It Was a Dirty Job, but Many Wanted to Do It
SAN MIGUEL, Calif. — Peeling off plastic gloves encased in heavy mud, Susan Coats was more focused on her heart than her hands.
“I prayed over this,”’ she said. “I was passing by last week and when I saw the mission in such bad shape, it broke my heart, both as a Californian and as a Christian. Then when I saw the flier asking for help -- well, here I am.”
A school psychologist from Los Angeles, Coats had been scooping mud, glorious mud into wood frames from a wheelbarrow pushed by a Franciscan novice wearing a long brown robe, black socks, and an oddly jaunty straw hat. She had driven more than 200 miles to this tiny town north of Paso Robles to help in the planned rebuilding of Mission San Miguel, a long, laborious process that suffered a near-terminal setback with an earthquake in 2003.
Coats was one of several dozen volunteers who heeded a call for unskilled labor put out by a group called the Friends of Mission San Miguel. The task at hand was the fabrication of some 5,000 adobe bricks, weighty blocks that will replace others that date from the mission’s construction two centuries ago. More than 200 people have signed on for the task at various days over the next week.
State and federal funds for the restoration of California’s deteriorating missions have been held up by legal challenges, and the church at San Miguel remains a closed-off hulk, severely cracked from earthquakes and tottering from time. Other areas are also closed in the sprawling mission, which is in such desperate need of repair that the National Trust for Historic Preservation in May named San Miguel one of the 11 most endangered historic sites in the U.S.
The Diocese of Monterey has said it can’t afford to pay for the reconstruction, so various jobs have been underwritten by private donations, enchilada sales, bingo games -- and, on Saturday, the free labor of cheery volunteers.
Starting at 7 a.m., they formed a low-tech assembly line, using the kind of procedures that have gone into making adobe bricks for thousands of years. Men with shovels dug into a mound 8 feet high, soaked the dirt with water and dumped it into a gas-powered mixer, the day’s one nod to modernity.
Then a line of people with mud-heavy wheelbarrows pushed their way to another group that unloaded the mud into wooden rectangles. After a few hours, the volunteers were tired out and more than 400 4-inch-thick bricks lay baking in three neat rows in the sun like so many devil’s-food sheet cakes. The rows were neatly wrapped in paper that must be moistened every few hours for days to keep the bricks from drying too quickly.

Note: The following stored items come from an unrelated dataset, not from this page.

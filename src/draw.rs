use log::error;
use padel_core::admin::{self, RequestStatus, TournamentStatus};
use padel_core::geometry::BracketLayout;
use padel_core::standings::{self, StandingRow};
use padel_core::bracket::round_name;
use padel_core::{Association, Side, Slot, Tournament, Zone};
use tui::backend::Backend;
use tui::layout::{Alignment, Constraint, Flex, Layout, Rect};
use tui::style::{Color, Modifier, Style};
use tui::text::{Line, Span};
use tui::widgets::{Block, BorderType, Borders, Paragraph, Row, Table, TableState, Tabs};
use tui::{Frame, Terminal};
use tui_logger::{TuiLoggerLevelOutput, TuiLoggerWidget};

use crate::app::{App, MenuItem};
use crate::components::banner_frames::BannerTheme;
use crate::components::bracket::{BracketView, card_rows, visible_rounds};
use crate::components::splash::ClubSplash;
use crate::state::loader::{ERROR_CHAR, LoadingState};
use crate::ui::layout::LayoutAreas;

static TABS: &[&str; 5] = &["Bracket", "Zones", "Tournaments", "Memberships", "Rankings"];

const HELP_TEXT: &str = "\
Global
  1-5      switch tab            ?    help (Esc to leave)
  [ / ]    previous / next tournament (Bracket, Zones)
  r        reload snapshot       f    full screen
  \"        toggle log pane       q    quit

Bracket
  h/l      previous / next round j/k  previous / next match
  s        start match           e    enter result, e.g. 6-4 3-6 7-5
  g        generate bracket from zone standings

Tournaments
  s        cycle status filter   c    cycle category filter
  n/p      next / previous page  Enter  open bracket

Memberships
  s        cycle status filter   /    search name or email
  a / x    approve / reject      n/p  next / previous page

Rankings
  c        cycle category        j/k  scroll";

pub fn draw<B>(terminal: &mut Terminal<B>, app: &mut App, loading: LoadingState)
where
    B: Backend,
{
    let current_size = terminal.size().unwrap_or_default();
    if current_size.width <= 10 || current_size.height <= 10 {
        return;
    }

    let mut layout = LayoutAreas::new(current_size);

    let result = terminal.draw(|f| {
        if app.state.show_intro {
            draw_intro(f, f.area(), app);
            return;
        }

        layout.update(f.area(), app.settings.full_screen, app.state.show_logs);

        if !app.settings.full_screen {
            draw_tabs(f, layout.tab_bar, app);
        }

        match app.state.active_tab {
            MenuItem::Bracket => draw_bracket(f, layout.main, app),
            MenuItem::Zones => draw_zones(f, layout.main, app),
            MenuItem::Tournaments => draw_tournaments(f, layout.main, app),
            MenuItem::Memberships => draw_memberships(f, layout.main, app),
            MenuItem::Rankings => draw_rankings(f, layout.main, app),
            MenuItem::Help => draw_help(f, layout.main),
        }

        if app.state.show_logs {
            draw_logs(f, layout.logs);
        }

        draw_loading_spinner(f, f.area(), app, loading);
    });
    if let Err(e) = result {
        error!("draw failed: {e}");
    }
}

pub fn default_border<'a>(color: Color) -> Block<'a> {
    Block::default()
        .borders(Borders::ALL)
        .border_type(BorderType::Rounded)
        .border_style(Style::default().fg(color))
}

fn draw_intro(f: &mut Frame, area: Rect, app: &App) {
    let [_top_pad, splash_area, prompt_area, _bottom_pad] = Layout::vertical([
        Constraint::Fill(1),
        Constraint::Length(14),
        Constraint::Length(1),
        Constraint::Fill(1),
    ])
    .areas(area);
    let [splash_area] = Layout::horizontal([Constraint::Max(90)])
        .flex(Flex::Center)
        .areas(splash_area);

    let summary = app.state.association.as_ref().map(|a| a.summary(app.state.today));
    let status = match &app.state.last_error {
        Some(_) => "Snapshot failed to load, see the log pane",
        None => "Loading association...",
    };
    f.render_widget(
        ClubSplash {
            summary: summary.as_ref(),
            status,
            frame: app.state.animation.frame,
            tick: app.state.animation.tick,
            theme: BannerTheme::Dark,
        },
        splash_area,
    );
    f.render_widget(
        Paragraph::new("Press Enter to open the back-office")
            .style(Style::default().fg(Color::Gray))
            .alignment(Alignment::Center),
        prompt_area,
    );
}

fn draw_tabs(f: &mut Frame, tab_bar: [Rect; 2], app: &App) {
    let style = Style::default().fg(Color::White);
    let border_type = BorderType::Rounded;

    let tab_index = match app.state.active_tab {
        MenuItem::Bracket => 0,
        MenuItem::Zones => 1,
        MenuItem::Tournaments => 2,
        MenuItem::Memberships => 3,
        MenuItem::Rankings => 4,
        MenuItem::Help => 0,
    };

    let titles: Vec<Line> = TABS.iter().map(|t| Line::from(*t)).collect();
    let tabs = Tabs::new(titles)
        .block(
            Block::default()
                .borders(Borders::LEFT | Borders::BOTTOM | Borders::TOP)
                .border_type(border_type),
        )
        .highlight_style(Style::default().add_modifier(Modifier::UNDERLINED))
        .select(tab_index)
        .style(style);
    f.render_widget(tabs, tab_bar[0]);

    let help = Paragraph::new("Help: ? ")
        .alignment(Alignment::Right)
        .block(
            Block::default()
                .borders(Borders::RIGHT | Borders::BOTTOM | Borders::TOP)
                .border_type(border_type),
        )
        .style(style);
    f.render_widget(help, tab_bar[1]);
}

Although the basics are Stone Age-simple -- get dirt, add water -- the details require the expertise of someone like Tim Aguilar, a brick maker in the Santa Ynez Valley for decades and the guiding force behind the restoration of thousands of bricks at the Presidio in Santa Barbara.
Use dirt without enough clay and the bricks will crumble, Aguilar said. Use too much water and they’ll dissolve. If you dry them in too much heat, the outsides will brown but the insides will remain as moist as a medium-rare Chateaubriand. The result: cracked, weakened, unusable bricks.

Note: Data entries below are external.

impl App {
    pub fn new(settings: AppSettings) -> Self {
        if let Some(level) = settings.log_level {
            log::set_max_level(level);
            tui_logger::set_default_level(level);
        }

        Self {
            settings,
            state: AppState::new(),
            points: PointsRule::default(),
        }
    }

    // -----------------------------------------------------------------------
    // Loader response handlers, called from main_ui_loop
    // -----------------------------------------------------------------------

    pub fn on_data_loaded(&mut self, association: Association, source: String) {
        info!(
            "loaded {} tournaments, {} membership requests from {source}",
            association.tournaments.len(),
            association.membership_requests.len()
        );
        self.state.last_error = None;
        self.state.source = Some(source);
        self.state.today = Local::now().date_naive();
        self.state.association = Some(association);
        self.clamp_selection();
    }

    pub fn on_error(&mut self, message: String) {
        self.state.last_error = Some(message);
    }

    fn clamp_selection(&mut self) {
        let Some(assoc) = &self.state.association else {
            return;
        };
        let shape = assoc
            .tournaments
            .get(self.state.bracket.tournament)
            .map(|t| t.bracket.shape())
            .unwrap_or_default();
        self.state.bracket.clamp(assoc.tournaments.len(), &shape);
    }

    // -----------------------------------------------------------------------
    // Tab management
    // -----------------------------------------------------------------------

    pub fn update_tab(&mut self, next: MenuItem) {
        if self.state.active_tab == next {
            return;
        }
        self.state.previous_tab = self.state.active_tab;
        self.state.active_tab = next;
        self.state.notice = None;
    }

    pub fn exit_help(&mut self) {
        if self.state.active_tab == MenuItem::Help {
            self.state.active_tab = self.state.previous_tab;
        }
    }

    pub fn toggle_show_logs(&mut self) {
        self.state.show_logs = !self.state.show_logs;
    }

    pub fn toggle_full_screen(&mut self) {
        self.settings.full_screen = !self.settings.full_screen;
    }

    pub fn dismiss_intro(&mut self) {
        self.state.show_intro = false;
    }

    pub fn advance_animation(&mut self, frame_count: usize) {
        self.state.animation.advance(frame_count);
    }

    // -----------------------------------------------------------------------
    // Selected tournament, shared by the Bracket and Zones tabs
    // -----------------------------------------------------------------------

    pub fn selected_tournament(&self) -> Option<&Tournament> {
        self.state
            .association
            .as_ref()?
            .tournaments
            .get(self.state.bracket.tournament)
    }

    fn selected_tournament_mut(&mut self) -> Option<&mut Tournament> {
        self.state
            .association
            .as_mut()?
            .tournaments
            .get_mut(self.state.bracket.tournament)
    }

    fn tournament_count(&self) -> usize {
        self.state.association.as_ref().map_or(0, |a| a.tournaments.len())
    }

    fn bracket_shape(&self) -> Vec<usize> {
        self.selected_tournament()
            .map(|t| t.bracket.shape())
            .unwrap_or_default()
    }

    pub fn next_tournament(&mut self) {
        let count = self.tournament_count();
        self.state.bracket.next_tournament(count);
        self.state.zones.scroll_offset = 0;
    }

    pub fn prev_tournament(&mut self) {
        let count = self.tournament_count();
        self.state.bracket.prev_tournament(count);
        self.state.zones.scroll_offset = 0;
    }

    // -----------------------------------------------------------------------
    // Bracket navigation and results
    // -----------------------------------------------------------------------

    pub fn bracket_next_round(&mut self) {
        let shape = self.bracket_shape();
        self.state.bracket.next_round(&shape);
    }

    pub fn bracket_prev_round(&mut self) {
        let shape = self.bracket_shape();
        self.state.bracket.prev_round(&shape);
    }

    pub fn bracket_match_down(&mut self) {
        let shape = self.bracket_shape();
        self.state.bracket.match_down(&shape);
    }

    pub fn bracket_match_up(&mut self) {
        self.state.bracket.match_up();
    }

    pub fn start_selected_match(&mut self) {
        let (round, index) = (self.state.bracket.round, self.state.bracket.selected_match);
        let Some(tournament) = self.selected_tournament_mut() else {
            return;
        };
        let outcome = tournament.bracket.start_match(round, index);
        match outcome {
            Ok(()) => self.notify("Match under way"),
            Err(e) => self.reject(e.to_string()),
        }
    }

    /// Open the result prompt for the selected match.
    pub fn begin_result_entry(&mut self) {
        let ready = self
            .selected_tournament()
            .and_then(|t| t.bracket.get(self.state.bracket.round, self.state.bracket.selected_match))
            .is_some_and(|m| m.slots.iter().all(|s| s.is_pair()));
        if ready {
            self.state.notice = None;
            self.state.bracket.result_entry.begin();
        } else {
            self.reject("Both pairs must be known before entering a result".to_string());
        }
    }

    pub fn submit_result(&mut self) {
        let scores = match self.state.bracket.result_entry.submit() {
            Ok(scores) => scores,
            Err(e) => return self.reject(e.to_string()),
        };
        let (round, index) = (self.state.bracket.round, self.state.bracket.selected_match);
        let Some(tournament) = self.selected_tournament_mut() else {
            return;
        };
        match tournament.bracket.record_result(round, index, scores) {
            Ok(side) => {
                let champion = tournament.bracket.champion().cloned();
                let name = tournament.name.clone();
                match champion {
                    Some(pair) => {
                        let label = self.pair_label(&pair);
                        self.notify(format!("{name} champion: {label}"));
                    }
                    None => self.notify(format!("Result saved, pair {} advances", side.index() + 1)),
                }
            }
            Err(e) => self.reject(e.to_string()),
        }
    }

    pub fn generate_bracket(&mut self) {
        let rule = self.points;
        let Some(tournament) = self.selected_tournament_mut() else {
            return;
        };
        match tournament.generate_bracket(rule) {
            Ok(()) => {
                let rounds = tournament.bracket.round_count();
                self.state.bracket.reset_view();
                self.notify(format!("Bracket generated with {rounds} rounds"));
            }
            Err(e) => self.reject(e.to_string()),
        }
    }

    fn pair_label(&self, pair: &PairId) -> String {
        self.state
            .association
            .as_ref()
            .map(|a| a.slot_label(&Slot::Pair(pair.clone()), false))
            .unwrap_or_else(|| pair.to_string())
    }

    fn notify(&mut self, message: impl Into<String>) {
        let message = message.into();
        info!("{message}");
        self.state.notice = Some(message);
    }

    fn reject(&mut self, message: String) {
        warn!("{message}");
        self.state.notice = Some(message);
    }

    // -----------------------------------------------------------------------
    // Zones
    // -----------------------------------------------------------------------

    pub fn zones_scroll_down(&mut self) {
        let zones = self.selected_tournament().map_or(0, |t| t.zones.len());
        let last = u16::try_from(zones.saturating_sub(1)).unwrap_or(u16::MAX);
        let offset = &mut self.state.zones.scroll_offset;
        *offset = offset.saturating_add(1).min(last);
    }

    pub fn zones_scroll_up(&mut self) {
        self.state.zones.scroll_offset = self.state.zones.scroll_offset.saturating_sub(1);
    }

    // -----------------------------------------------------------------------
    // Tournament listing
    // -----------------------------------------------------------------------

    pub fn visible_tournaments(&self) -> Vec<&Tournament> {
        let Some(assoc) = &self.state.association else {
            return Vec::new();
        };
        admin::filter_tournaments(&assoc.tournaments, &self.state.tournaments.filter, self.state.today)
    }

    pub fn tournament_categories(&self) -> Vec<String> {
        self.state.association.as_ref().map_or_else(Vec::new, |a| {
            admin::categories(a.tournaments.iter().map(|t| t.category.as_str()))
        })
    }

    pub fn cycle_tournament_status(&mut self) {
        let filter = &mut self.state.tournaments.filter;
        filter.status = TournamentStatus::cycle(filter.status);
        self.state.tournaments.page = 0;
        self.state.tournaments.selected = 0;
    }

    pub fn cycle_tournament_category(&mut self) {
        let categories = self.tournament_categories();
        let filter = &mut self.state.tournaments.filter;
        filter.category = next_category(&categories, filter.category.as_deref());
        self.state.tournaments.page = 0;
        self.state.tournaments.selected = 0;
    }

    pub fn tournaments_page(&mut self, forward: bool) {
        let total = self.visible_tournaments().len();
        let state = &mut self.state.tournaments;
        state.page = turn_page(state.page, total, self.settings.page_size, forward);
        state.selected = 0;
    }

    pub fn tournaments_select(&mut self, down: bool) {
        let len = admin::paginate(
            &self.visible_tournaments(),
            self.state.tournaments.page,
            self.settings.page_size,
        )
        .items
        .len();
        let state = &mut self.state.tournaments;
        state.selected = step_selection(state.selected, len, down);
    }

    /// Open the highlighted tournament on the Bracket tab.
    pub fn open_selected_tournament(&mut self) {
        let id = {
            let visible = self.visible_tournaments();
            let page = admin::paginate(&visible, self.state.tournaments.page, self.settings.page_size);
            page.items.get(self.state.tournaments.selected).map(|t| t.id.clone())
        };
        let Some(id) = id else {
            return;
        };
        let index = self
            .state
            .association
            .as_ref()
            .and_then(|a| a.tournaments.iter().position(|t| t.id == id));
        if let Some(index) = index {
            self.state.bracket.select_tournament(index);
            self.update_tab(MenuItem::Bracket);
        }
    }

    // -----------------------------------------------------------------------
    // Membership requests
    // -----------------------------------------------------------------------

    pub fn visible_requests(&self) -> Vec<&MembershipRequest> {
        let Some(assoc) = &self.state.association else {
            return Vec::new();
        };
        admin::filter_requests(&assoc.membership_requests, &self.state.memberships.filter)
    }

    pub fn cycle_request_status(&mut self) {
        let state = &mut self.state.memberships;
        state.filter.status = RequestStatus::cycle(state.filter.status);
        state.filter_changed();
    }

    pub fn begin_search(&mut self) {
        self.state.memberships.searching = true;
    }

    pub fn end_search(&mut self) {
        self.state.memberships.searching = false;
    }

    pub fn clear_search(&mut self) {
        let state = &mut self.state.memberships;
        state.searching = false;
        state.filter.query.clear();
        state.filter_changed();
    }

    pub fn push_search_char(&mut self, c: char) {
        let state = &mut self.state.memberships;
        state.filter.query.push(c);
        state.filter_changed();
    }

    pub fn pop_search_char(&mut self) {
        let state = &mut self.state.memberships;
        state.filter.query.pop();
        state.filter_changed();
    }

    pub fn requests_page(&mut self, forward: bool) {
        let total = self.visible_requests().len();
        let state = &mut self.state.memberships;
        state.page = turn_page(state.page, total, self.settings.page_size, forward);
        state.selected = 0;
    }

    pub fn requests_select(&mut self, down: bool) {
        let visible = self.visible_requests();
        let len = admin::paginate(&visible, self.state.memberships.page, self.settings.page_size)
            .items
            .len();
        let state = &mut self.state.memberships;
        state.selected = step_selection(state.selected, len, down);
    }

    pub fn review_selected_request(&mut self, decision: Decision) {
        let id = {
            let visible = self.visible_requests();
            let page = admin::paginate(&visible, self.state.memberships.page, self.settings.page_size);
            page.items.get(self.state.memberships.selected).map(|r| r.id.clone())
        };
        let (Some(id), Some(assoc)) = (id, self.state.association.as_mut()) else {
            return;
        };
        match admin::review(&mut assoc.membership_requests, &id, decision) {
            Ok(status) => self.notify(format!("Request {id} {}", status.label().to_lowercase())),
            Err(e) => self.reject(e.to_string()),
        }
        // The reviewed row may have left the filtered list.
        let visible = self.visible_requests();
        let page = admin::paginate(&visible, self.state.memberships.page, self.settings.page_size);
        let (page_index, on_page) = (page.page, page.items.len());
        let state = &mut self.state.memberships;
        state.page = page_index;
        state.selected = state.selected.min(on_page.saturating_sub(1));
    }

    // -----------------------------------------------------------------------
    // Rankings
    // -----------------------------------------------------------------------

    pub fn ranking_categories(&self) -> Vec<String> {
        self.state.association.as_ref().map_or_else(Vec::new, |a| {
            admin::categories(a.rankings.iter().map(|r| r.category.as_str()))
        })
    }

    pub fn ranking_rows(&self) -> (Option<String>, Vec<RankedEntry<'_>>) {
        let categories = self.ranking_categories();
        let Some(category) = categories.get(self.state.rankings.category).cloned() else {
            return (None, Vec::new());
        };
        let rows = self
            .state
            .association
            .as_ref()
            .map(|a| admin::ranking_table(&a.rankings, &category))
            .unwrap_or_default();
        (Some(category), rows)
    }

    pub fn cycle_ranking_category(&mut self) {
        let count = self.ranking_categories().len().max(1);
        self.state.rankings.category = (self.state.rankings.category + 1) % count;
        self.state.rankings.scroll_offset = 0;
    }

    pub fn rankings_scroll(&mut self, down: bool) {
        let rows = self.ranking_rows().1.len();
        let last = u16::try_from(rows.saturating_sub(1)).unwrap_or(u16::MAX);
        let offset = &mut self.state.rankings.scroll_offset;
        *offset = if down { offset.saturating_add(1).min(last) } else { offset.saturating_sub(1) };
    }
}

Aguilar deemed the dirt that had been scraped by a bulldozer off a long-dormant mission farm field “fantastic stuff” -- cohesive enough to build a decent brick without adding straw or other materials.

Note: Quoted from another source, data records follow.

impl Bracket {
    pub fn new(rounds: Vec<Round>) -> BracketResult<Self> {
        let shape: Vec<usize> = rounds.iter().map(|r| r.matches.len()).collect();
        validate_shape(&shape)?;
        for m in rounds.iter().flat_map(|r| r.matches.iter()) {
            m.validate()?;
        }
        validate_progression(&rounds)?;
        Ok(Self { rounds })
    }

    pub fn empty() -> Self {
        Self::default()
    }

    pub fn rounds(&self) -> &[Round] {
        &self.rounds
    }

    pub fn round_count(&self) -> usize {
        self.rounds.len()
    }

    pub fn is_empty(&self) -> bool {
        self.rounds.is_empty()
    }

    /// Match count per round.
    pub fn shape(&self) -> Vec<usize> {
        self.rounds.iter().map(|r| r.matches.len()).collect()
    }

    pub fn get(&self, round: usize, index: usize) -> Option<&Match> {
        self.rounds.get(round)?.matches.get(index)
    }

    fn get_mut(&mut self, round: usize, index: usize) -> BracketResult<&mut Match> {
        self.rounds
            .get_mut(round)
            .and_then(|r| r.matches.get_mut(index))
            .ok_or(BracketError::MatchNotFound { round, index })
    }

    /// Where the winner of `(round, index)` goes: next round, match, slot.
    pub fn next_slot(&self, round: usize, index: usize) -> Option<(usize, usize, Side)> {
        (round + 1 < self.rounds.len()).then(|| (round + 1, index / 2, Side::from_index(index)))
    }

    pub fn start_match(&mut self, round: usize, index: usize) -> BracketResult<()> {
        let m = self.get_mut(round, index)?;
        if !m.slots.iter().all(Slot::is_pair) {
            return Err(BracketError::UndecidedSlot { match_id: m.id.clone() });
        }
        if m.status != MatchStatus::Pending {
            return Err(BracketError::MatchAlreadyStarted { match_id: m.id.clone() });
        }
        m.status = MatchStatus::InProgress;
        debug!("match {} started", m.id);
        Ok(())
    }

    /// Store a final score, mark the match finished and move the winner into
    /// the slot it feeds in the next round. Returns the winning side.
    pub fn record_result(
        &mut self,
        round: usize,
        index: usize,
        scores: [Vec<u8>; 2],
    ) -> BracketResult<Side> {
        let next = self.next_slot(round, index);
        let current = self.get(round, index).ok_or(BracketError::MatchNotFound { round, index })?;

        if !current.slots.iter().all(Slot::is_pair) {
            return Err(BracketError::UndecidedSlot { match_id: current.id.clone() });
        }
        if scores.iter().any(Vec::is_empty) {
            return Err(BracketError::MissingScores { match_id: current.id.clone() });
        }

        let mut updated = current.clone();
        updated.scores = scores;
        updated.winner = None;
        updated.validate()?;
        let winner = updated
            .leader()
            .ok_or_else(|| BracketError::TiedScore { match_id: updated.id.clone() })?;
        let winner_pair = updated
            .pair(winner)
            .cloned()
            .ok_or_else(|| BracketError::UndecidedSlot { match_id: updated.id.clone() })?;

        if let Some((next_round, next_index, side)) = next {
            let downstream = &self.rounds[next_round].matches[next_index];
            if downstream.status != MatchStatus::Pending
                && downstream.pair(side) != Some(&winner_pair)
            {
                return Err(BracketError::DownstreamAlreadyPlayed {
                    match_id: downstream.id.clone(),
                });
            }
        }

        updated.status = MatchStatus::Finished;
        updated.winner = Some(winner);
        debug!("match {} won by {winner_pair}", updated.id);
        self.rounds[round].matches[index] = updated;

        if let Some((next_round, next_index, side)) = next {
            self.rounds[next_round].matches[next_index].slots[side.index()] = Slot::Pair(winner_pair);
        }
        Ok(winner)
    }

    /// Finish every first-round match against a bye and advance its pair.
    pub fn advance_walkovers(&mut self) {
        let Some(first) = self.rounds.first() else {
            return;
        };
        let walkovers: Vec<(usize, Side, PairId)> = first
            .matches
            .iter()
            .enumerate()
            .filter(|(_, m)| m.status == MatchStatus::Pending && m.is_walkover())
            .filter_map(|(i, m)| {
                Side::BOTH
                    .into_iter()
                    .find_map(|side| m.pair(side).map(|p| (i, side, p.clone())))
            })
            .collect();

        for (index, side, pair) in walkovers {
            let m = &mut self.rounds[0].matches[index];
            m.status = MatchStatus::Finished;
            m.winner = Some(side);
            if let Some((next_round, next_index, next_side)) = self.next_slot(0, index) {
                self.rounds[next_round].matches[next_index].slots[next_side.index()] =
                    Slot::Pair(pair);
            }
        }
    }

    /// Winner of the last round, once it has been played.
    pub fn champion(&self) -> Option<&PairId> {
        let last = self.rounds.last()?;
        match last.matches.as_slice() {
            [final_match] => final_match.winner_pair(),
            _ => None,
        }
    }
}
use crate::state::loader::LoadingState;
use crossterm::event::KeyEvent;
use padel_core::Association;

#[derive(Debug, Clone)]
pub enum DataRequest {
    /// Read the snapshot unconditionally.
    Load,
    /// Re-read the snapshot only if the file changed since the last load.
    Refresh,
}

#[derive(Debug)]
pub enum DataResponse {
    LoadingStateChanged { loading_state: LoadingState },
    Loaded { association: Box<Association>, source: String },
    Unchanged,
    Error { message: String },
}

#[derive(Debug, Clone)]
pub enum UiEvent {
    KeyPressed(KeyEvent),
    Resize,
    AppStarted,
    AnimationTick,
}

As the morning warmed up, Shirley Macagni took a break to survey the scene. When the mission was operating at its capacity in the early 1800s, her ancestors were among the 1,200 Salinan Indians who lived within its walls. Some, she said, may even have made the bricks that these were intended to replace in boarded-up living quarters and other spots around the complex.
“We look on the missions as a treasure,” said Macagni, a 73-year-old tribal elder who has used San Miguel’s detailed records of births, baptisms, weddings and deaths to trace her lineage. “Of course the padres were making our people work and converting them, but I don’t look on that as such a bad thing.”
Thousands of Indians died -- mostly from disease -- in California’s missions, and the extent to which they were abused has been a matter of sometimes bitter debate both inside and outside the scholarly community for years. Some academics have leveled charges of genocide against Padre Junipero Serra and the other founders of the mission system, but other experts contend that the Indians fared better than generally thought.
But on Saturday, the realities of mud and sun seemed more urgent than the perennial dispute.
At 28, Jimmy Nagel had never made a brick and wasn’t particularly looking forward to it. A Franciscan novice, he has lived at the mission with three other novices and about 10 monks since June. His last posting was in the slums of New York City, where he worked at a shelter helping street-tough kids put together resumes and learn job-interviewing skills.
“Making bricks was just something else on my to-do list,” he said as he paused with a wheelbarrow full of muck. “But now that I’ve gotten my hands dirty, I guess you could say I’ve been touched by history.”